Segment Open

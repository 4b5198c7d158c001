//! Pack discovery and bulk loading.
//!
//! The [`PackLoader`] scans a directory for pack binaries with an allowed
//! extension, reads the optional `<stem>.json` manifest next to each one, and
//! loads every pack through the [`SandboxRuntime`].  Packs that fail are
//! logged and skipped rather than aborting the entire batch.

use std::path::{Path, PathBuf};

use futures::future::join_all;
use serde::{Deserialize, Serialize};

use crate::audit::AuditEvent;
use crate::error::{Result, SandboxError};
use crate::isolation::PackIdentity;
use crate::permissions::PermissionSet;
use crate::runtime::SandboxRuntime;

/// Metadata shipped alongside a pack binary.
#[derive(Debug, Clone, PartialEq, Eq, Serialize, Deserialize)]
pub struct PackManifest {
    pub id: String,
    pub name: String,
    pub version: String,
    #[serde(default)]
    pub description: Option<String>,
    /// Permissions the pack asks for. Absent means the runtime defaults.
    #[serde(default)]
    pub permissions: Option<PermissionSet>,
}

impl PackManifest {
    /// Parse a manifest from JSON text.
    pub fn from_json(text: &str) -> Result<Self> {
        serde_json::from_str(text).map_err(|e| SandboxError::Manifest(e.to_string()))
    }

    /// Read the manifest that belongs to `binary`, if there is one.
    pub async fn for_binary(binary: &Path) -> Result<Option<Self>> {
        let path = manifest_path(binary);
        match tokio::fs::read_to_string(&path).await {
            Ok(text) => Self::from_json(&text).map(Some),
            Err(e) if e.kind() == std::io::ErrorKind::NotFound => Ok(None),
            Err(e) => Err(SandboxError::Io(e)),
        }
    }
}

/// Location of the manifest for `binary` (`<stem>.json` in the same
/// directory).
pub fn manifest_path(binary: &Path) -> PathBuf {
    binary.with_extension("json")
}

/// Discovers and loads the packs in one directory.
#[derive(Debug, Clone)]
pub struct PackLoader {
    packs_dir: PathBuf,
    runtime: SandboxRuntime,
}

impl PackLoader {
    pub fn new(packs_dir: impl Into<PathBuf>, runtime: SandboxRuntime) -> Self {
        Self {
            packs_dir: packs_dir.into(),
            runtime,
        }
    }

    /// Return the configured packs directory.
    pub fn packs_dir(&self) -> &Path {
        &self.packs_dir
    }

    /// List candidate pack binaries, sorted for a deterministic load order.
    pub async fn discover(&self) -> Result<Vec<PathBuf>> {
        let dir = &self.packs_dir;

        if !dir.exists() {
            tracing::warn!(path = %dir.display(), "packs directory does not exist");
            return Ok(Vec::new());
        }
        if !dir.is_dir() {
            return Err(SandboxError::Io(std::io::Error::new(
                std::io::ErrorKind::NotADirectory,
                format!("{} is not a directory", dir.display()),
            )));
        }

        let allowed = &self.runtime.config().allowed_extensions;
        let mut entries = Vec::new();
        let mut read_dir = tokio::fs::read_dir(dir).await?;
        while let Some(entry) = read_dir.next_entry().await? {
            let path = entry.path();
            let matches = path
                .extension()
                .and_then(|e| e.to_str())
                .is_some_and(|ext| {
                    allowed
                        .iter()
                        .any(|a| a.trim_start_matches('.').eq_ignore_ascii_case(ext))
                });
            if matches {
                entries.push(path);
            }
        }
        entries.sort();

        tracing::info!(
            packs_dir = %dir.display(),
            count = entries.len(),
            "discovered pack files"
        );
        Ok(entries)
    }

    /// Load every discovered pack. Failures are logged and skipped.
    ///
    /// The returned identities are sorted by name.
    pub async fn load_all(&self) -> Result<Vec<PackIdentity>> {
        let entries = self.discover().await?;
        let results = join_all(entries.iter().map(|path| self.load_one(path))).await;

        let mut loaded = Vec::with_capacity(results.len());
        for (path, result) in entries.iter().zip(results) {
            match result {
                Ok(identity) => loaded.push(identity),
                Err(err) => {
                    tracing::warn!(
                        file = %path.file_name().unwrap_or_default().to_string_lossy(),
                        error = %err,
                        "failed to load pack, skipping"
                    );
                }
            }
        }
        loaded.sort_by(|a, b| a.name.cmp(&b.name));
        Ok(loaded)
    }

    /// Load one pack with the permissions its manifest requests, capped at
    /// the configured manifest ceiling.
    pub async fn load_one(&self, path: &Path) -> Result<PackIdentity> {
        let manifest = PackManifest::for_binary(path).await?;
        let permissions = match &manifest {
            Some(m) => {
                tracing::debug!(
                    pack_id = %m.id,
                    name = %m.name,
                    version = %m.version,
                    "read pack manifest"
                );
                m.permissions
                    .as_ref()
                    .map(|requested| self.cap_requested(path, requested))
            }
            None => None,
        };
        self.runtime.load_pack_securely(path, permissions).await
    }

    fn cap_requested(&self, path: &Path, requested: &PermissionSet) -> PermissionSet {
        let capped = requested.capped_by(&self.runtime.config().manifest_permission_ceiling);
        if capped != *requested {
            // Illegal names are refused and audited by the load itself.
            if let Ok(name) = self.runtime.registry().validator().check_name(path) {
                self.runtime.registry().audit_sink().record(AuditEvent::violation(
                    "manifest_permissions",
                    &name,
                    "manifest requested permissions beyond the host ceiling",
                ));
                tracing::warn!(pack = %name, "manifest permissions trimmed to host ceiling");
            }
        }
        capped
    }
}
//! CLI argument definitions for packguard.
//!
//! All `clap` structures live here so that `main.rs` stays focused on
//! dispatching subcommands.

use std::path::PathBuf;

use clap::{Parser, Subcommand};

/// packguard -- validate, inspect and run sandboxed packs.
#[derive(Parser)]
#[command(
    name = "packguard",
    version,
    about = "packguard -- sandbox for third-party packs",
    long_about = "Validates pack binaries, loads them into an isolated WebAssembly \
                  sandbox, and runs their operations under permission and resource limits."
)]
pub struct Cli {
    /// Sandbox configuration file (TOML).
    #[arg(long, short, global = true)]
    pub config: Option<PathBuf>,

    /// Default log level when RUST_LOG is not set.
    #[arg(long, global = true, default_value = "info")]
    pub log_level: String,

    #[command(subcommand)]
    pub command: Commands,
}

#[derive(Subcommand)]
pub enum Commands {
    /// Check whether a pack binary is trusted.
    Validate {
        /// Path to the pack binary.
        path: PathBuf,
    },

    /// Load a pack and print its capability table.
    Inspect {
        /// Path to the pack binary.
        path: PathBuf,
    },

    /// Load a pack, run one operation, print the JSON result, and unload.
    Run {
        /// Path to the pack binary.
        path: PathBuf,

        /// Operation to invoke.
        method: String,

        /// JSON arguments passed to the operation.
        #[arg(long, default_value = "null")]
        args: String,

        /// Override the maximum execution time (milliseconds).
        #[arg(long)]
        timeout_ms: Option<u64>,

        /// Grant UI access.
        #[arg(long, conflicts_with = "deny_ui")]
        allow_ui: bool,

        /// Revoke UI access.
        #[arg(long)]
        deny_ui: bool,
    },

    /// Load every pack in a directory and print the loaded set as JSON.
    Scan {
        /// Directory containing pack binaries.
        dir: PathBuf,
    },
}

Segment Closed

An exact transcription of every record above is required.

repository 4b5198c7d158c001
//! Pack discovery and bulk loading.
//!
//! The [`PackLoader`] scans a directory for pack binaries with an allowed
//! extension, reads the optional `<stem>.json` manifest next to each one, and
//! loads every pack through the [`SandboxRuntime`].  Packs that fail are
//! logged and skipped rather than aborting the entire batch.

use std::path::{Path, PathBuf};

use futures::future::join_all;
use serde::{Deserialize, Serialize};

use crate::audit::AuditEvent;
use crate::error::{Result, SandboxError};
use crate::isolation::PackIdentity;
use crate::permissions::PermissionSet;
use crate::runtime::SandboxRuntime;

/// Metadata shipped alongside a pack binary.
#[derive(Debug, Clone, PartialEq, Eq, Serialize, Deserialize)]
pub struct PackManifest {
    pub id: String,
    pub name: String,
    pub version: String,
    #[serde(default)]
    pub description: Option<String>,
    /// Permissions the pack asks for. Absent means the runtime defaults.
    #[serde(default)]
    pub permissions: Option<PermissionSet>,
}

impl PackManifest {
    /// Parse a manifest from JSON text.
    pub fn from_json(text: &str) -> Result<Self> {
        serde_json::from_str(text).map_err(|e| SandboxError::Manifest(e.to_string()))
    }

    /// Read the manifest that belongs to `binary`, if there is one.
    pub async fn for_binary(binary: &Path) -> Result<Option<Self>> {
        let path = manifest_path(binary);
        match tokio::fs::read_to_string(&path).await {
            Ok(text) => Self::from_json(&text).map(Some),
            Err(e) if e.kind() == std::io::ErrorKind::NotFound => Ok(None),
            Err(e) => Err(SandboxError::Io(e)),
        }
    }
}

/// Location of the manifest for `binary` (`<stem>.json` in the same
/// directory).
pub fn manifest_path(binary: &Path) -> PathBuf {
    binary.with_extension("json")
}

/// Discovers and loads the packs in one directory.
#[derive(Debug, Clone)]
pub struct PackLoader {
    packs_dir: PathBuf,
    runtime: SandboxRuntime,
}

impl PackLoader {
    pub fn new(packs_dir: impl Into<PathBuf>, runtime: SandboxRuntime) -> Self {
        Self {
            packs_dir: packs_dir.into(),
            runtime,
        }
    }

    /// Return the configured packs directory.
    pub fn packs_dir(&self) -> &Path {
        &self.packs_dir
    }

    /// List candidate pack binaries, sorted for a deterministic load order.
    pub async fn discover(&self) -> Result<Vec<PathBuf>> {
        let dir = &self.packs_dir;

        if !dir.exists() {
            tracing::warn!(path = %dir.display(), "packs directory does not exist");
            return Ok(Vec::new());
        }
        if !dir.is_dir() {
            return Err(SandboxError::Io(std::io::Error::new(
                std::io::ErrorKind::NotADirectory,
                format!("{} is not a directory", dir.display()),
            )));
        }

        let allowed = &self.runtime.config().allowed_extensions;
        let mut entries = Vec::new();
        let mut read_dir = tokio::fs::read_dir(dir).await?;
        while let Some(entry) = read_dir.next_entry().await? {
            let path = entry.path();
            let matches = path
                .extension()
                .and_then(|e| e.to_str())
                .is_some_and(|ext| {
                    allowed
                        .iter()
                        .any(|a| a.trim_start_matches('.').eq_ignore_ascii_case(ext))
                });
            if matches {
                entries.push(path);
            }
        }
        entries.sort();

        tracing::info!(
            packs_dir = %dir.display(),
            count = entries.len(),
            "discovered pack files"
        );
        Ok(entries)
    }

    /// Load every discovered pack. Failures are logged and skipped.
    ///
    /// The returned identities are sorted by name.
    pub async fn load_all(&self) -> Result<Vec<PackIdentity>> {
        let entries = self.discover().await?;
        let results = join_all(entries.iter().map(|path| self.load_one(path))).await;

        let mut loaded = Vec::with_capacity(results.len());
        for (path, result) in entries.iter().zip(results) {
            match result {
                Ok(identity) => loaded.push(identity),
                Err(err) => {
                    tracing::warn!(
                        file = %path.file_name().unwrap_or_default().to_string_lossy(),
                        error = %err,
                        "failed to load pack, skipping"
                    );
                }
            }
        }
        loaded.sort_by(|a, b| a.name.cmp(&b.name));
        Ok(loaded)
    }

    /// Load one pack with the permissions its manifest requests, capped at
    /// the configured manifest ceiling.
    pub async fn load_one(&self, path: &Path) -> Result<PackIdentity> {
        let manifest = PackManifest::for_binary(path).await?;
        let permissions = match &manifest {
            Some(m) => {
                tracing::debug!(
                    pack_id = %m.id,
                    name = %m.name,
                    version = %m.version,
                    "read pack manifest"
                );
                m.permissions
                    .as_ref()
                    .map(|requested| self.cap_requested(path, requested))
            }
            None => None,
        };
        self.runtime.load_pack_securely(path, permissions).await
    }

    fn cap_requested(&self, path: &Path, requested: &PermissionSet) -> PermissionSet {
        let capped = requested.capped_by(&self.runtime.config().manifest_permission_ceiling);
        if capped != *requested {
            // Illegal names are refused and audited by the load itself.
            if let Ok(name) = self.runtime.registry().validator().check_name(path) {
                self.runtime.registry().audit_sink().record(AuditEvent::violation(
                    "manifest_permissions",
                    &name,
                    "manifest requested permissions beyond the host ceiling",
                ));
                tracing::warn!(pack = %name, "manifest permissions trimmed to host ceiling");
            }
        }
        capped
    }
}
//! CLI argument definitions for packguard.
//!
//! All `clap` structures live here so that `main.rs` stays focused on
//! dispatching subcommands.

use std::path::PathBuf;

use clap::{Parser, Subcommand};

/// packguard -- validate, inspect and run sandboxed packs.
#[derive(Parser)]
#[command(
    name = "packguard",
    version,
    about = "packguard -- sandbox for third-party packs",
    long_about = "Validates pack binaries, loads them into an isolated WebAssembly \
                  sandbox, and runs their operations under permission and resource limits."
)]
pub struct Cli {
    /// Sandbox configuration file (TOML).
    #[arg(long, short, global = true)]
    pub config: Option<PathBuf>,

    /// Default log level when RUST_LOG is not set.
    #[arg(long, global = true, default_value = "info")]
    pub log_level: String,

    #[command(subcommand)]
    pub command: Commands,
}

#[derive(Subcommand)]
pub enum Commands {
    /// Check whether a pack binary is trusted.
    Validate {
        /// Path to the pack binary.
        path: PathBuf,
    },

    /// Load a pack and print its capability table.
    Inspect {
        /// Path to the pack binary.
        path: PathBuf,
    },

    /// Load a pack, run one operation, print the JSON result, and unload.
    Run {
        /// Path to the pack binary.
        path: PathBuf,

        /// Operation to invoke.
        method: String,

        /// JSON arguments passed to the operation.
        #[arg(long, default_value = "null")]
        args: String,

        /// Override the maximum execution time (milliseconds).
        #[arg(long)]
        timeout_ms: Option<u64>,

        /// Grant UI access.
        #[arg(long, conflicts_with = "deny_ui")]
        allow_ui: bool,

        /// Revoke UI access.
        #[arg(long)]
        deny_ui: bool,
    },

    /// Load every pack in a directory and print the loaded set as JSON.
    Scan {
        /// Directory containing pack binaries.
        dir: PathBuf,
    },
}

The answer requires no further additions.